Firewalls include Application Layer Gateway functionality, which
intercepts and analyzes the session signaling traffic such as the
Session Initiation Protocol (SIP) traffic and creates dynamic mapping
to permit the media traffic. In particular, firewall extracts the
media transport addresses, transport protocol and ports from the
session description and creates dynamic mapping for media to flow
through. This model has the following problems:
1. It does not work if the session signaling is end-to-end encrypted
(say, using TLS).
2. It does not work if a non-standard session signaling is used that
the firewall does not understand.
3. It does not work if the session signaling and media traverse
different firewalls.
When an enterprise deploys WebRTC, the above problems are relevant
because:
1. The session signaling between the WebRTC application running in
the browser and the web server could be using TLS.
2. WebRTC does not enforce a particular session signaling protocol
to be used. So, the firewall may not be able to understand it.

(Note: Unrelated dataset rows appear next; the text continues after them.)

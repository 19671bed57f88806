//! # Pitch Estimation Module
//!
//! Produces the frame-wise magnitude-by-frequency matrix consumed by the
//! note quantizer.
//!
//! ## Method
//! - Centered STFT: the signal is zero-padded by half a frame on each side,
//!   so frame `i` is centered on sample `i * hop_length` and frame 0 starts
//!   at time 0.0
//! - DC removal and Hann windowing per frame (see [`crate::fft`])
//! - Band limiting to `[fmin, fmax]`
//! - Peak tracking: only local spectral maxima keep their magnitude, every
//!   other bin is zeroed
//! - Global normalization so the loudest cell of the recording is 1.0

use tracing::debug;

use crate::audio::Waveform;
use crate::config::AnalysisSettings;
use crate::error::{Error, Result};
use crate::fft::SpectrumAnalyzer;

/// Pitch magnitudes indexed `[bin][frame]` with the Hz value of every bin.
#[derive(Debug, Clone, PartialEq)]
pub struct PitchFrameMatrix {
    /// One row per frequency bin, one column per frame.
    pub magnitudes: Vec<Vec<f32>>,
    /// `frequencies[bin]` is the frequency of row `bin` in Hz.
    pub frequencies: Vec<f32>,
    /// Time advance between consecutive frames in seconds.
    pub hop_seconds: f64,
}

impl PitchFrameMatrix {
    pub fn bin_count(&self) -> usize {
        self.magnitudes.len()
    }

    pub fn frame_count(&self) -> usize {
        self.magnitudes.first().map_or(0, Vec::len)
    }
}

/// STFT-based pitch estimator.
#[derive(Debug, Clone)]
pub struct PitchEstimator {
    settings: AnalysisSettings,
}

impl PitchEstimator {
    /// Creates an estimator, rejecting invalid analysis settings.
    pub fn new(settings: AnalysisSettings) -> Result<Self> {
        settings.validate()?;
        Ok(Self { settings })
    }

    /// Analyzes a whole waveform into a frame-wise magnitude matrix.
    ///
    /// Frames are centered on multiples of the hop length, with the signal
    /// zero-padded by half a frame on both sides. Only bins inside the
    /// configured band are kept, and within each frame only local spectral
    /// peaks survive. The result is scaled so its loudest cell is 1.0.
    ///
    /// # Arguments
    /// * `waveform` - Mono samples and their sample rate
    ///
    /// # Returns
    /// * `PitchFrameMatrix` - `[bin][frame]` magnitudes, bin frequencies and
    ///   the hop duration in seconds
    ///
    /// # Errors
    /// * `InvalidInput` - empty waveform or zero sample rate
    /// * `InvalidParameter` - the frequency band holds no FFT bin at this
    ///   sample rate
    pub fn analyze(&self, waveform: &Waveform) -> Result<PitchFrameMatrix> {
        if waveform.samples.is_empty() {
            return Err(Error::InvalidInput("waveform has no samples".to_string()));
        }
        if waveform.sample_rate == 0 {
            return Err(Error::InvalidInput("sample rate must be positive".to_string()));
        }

        let AnalysisSettings {
            frame_size,
            hop_length,
            fmin,
            fmax,
        } = self.settings;
        let sample_rate = waveform.sample_rate;
        let mut analyzer = SpectrumAnalyzer::new(frame_size);

        let nyquist = sample_rate as f32 / 2.0;
        let fmax = fmax.min(nyquist);
        let band: Vec<usize> = (0..analyzer.bin_count())
            .filter(|&bin| {
                let f = analyzer.bin_frequency(bin, sample_rate);
                f > 0.0 && f >= fmin && f <= fmax
            })
            .collect();
        let (Some(&first_bin), Some(&last_bin)) = (band.first(), band.last()) else {
            return Err(Error::InvalidParameter(format!(
                "no FFT bin between {fmin} Hz and {fmax} Hz at {sample_rate} Hz / {frame_size} samples"
            )));
        };

        let n_frames = 1 + waveform.samples.len() / hop_length;
        let pad = frame_size / 2;
        let mut padded = vec![0.0f32; pad];
        padded.extend_from_slice(&waveform.samples);
        padded.resize(padded.len() + pad, 0.0);

        debug!(
            "Analyzing {} samples at {} Hz: {} frames, bins {}..={} ({:.1}-{:.1} Hz)",
            waveform.samples.len(),
            sample_rate,
            n_frames,
            first_bin,
            last_bin,
            analyzer.bin_frequency(first_bin, sample_rate),
            analyzer.bin_frequency(last_bin, sample_rate)
        );

        let n_bins = last_bin - first_bin + 1;
        let mut magnitudes = vec![vec![0.0f32; n_frames]; n_bins];
        let mut peak = 0.0f32;

        for frame in 0..n_frames {
            let start = frame * hop_length;
            let end = (start + frame_size).min(padded.len());
            let spectrum = analyzer.magnitudes(&padded[start..end]);

            for bin in first_bin..=last_bin {
                let m = spectrum[bin];
                let left = if bin > 0 { spectrum[bin - 1] } else { 0.0 };
                let right = spectrum.get(bin + 1).copied().unwrap_or(0.0);
                if m > left && m >= right {
                    magnitudes[bin - first_bin][frame] = m;
                    peak = peak.max(m);
                }
            }
        }

        if peak > 0.0 {
            for row in magnitudes.iter_mut() {
                for m in row.iter_mut() {
                    *m /= peak;
                }
            }
        }

        let frequencies = (first_bin..=last_bin)
            .map(|bin| analyzer.bin_frequency(bin, sample_rate))
            .collect();

        Ok(PitchFrameMatrix {
            magnitudes,
            frequencies,
            hop_seconds: hop_length as f64 / sample_rate as f64,
        })
    }
}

3. This session signaling and the peer-to-peer media may traverse
different firewalls.
As a result the firewall may block ICE connectivity checks and media
traffic.
Session Border Controllers (SBCs) are active participants with call
signaling. Like firewalls, they also create dynamic mappings to
permit media traffic. This forces call signaling and media through
specific IP addresses, belonging to the SBC or an SBC-controlled
media relay device.
TURN is also used as an alternative to permit media traffic, i.e.
Use TCP transport between the client and TURN server because
Firewalls are configured to block UDP entirely.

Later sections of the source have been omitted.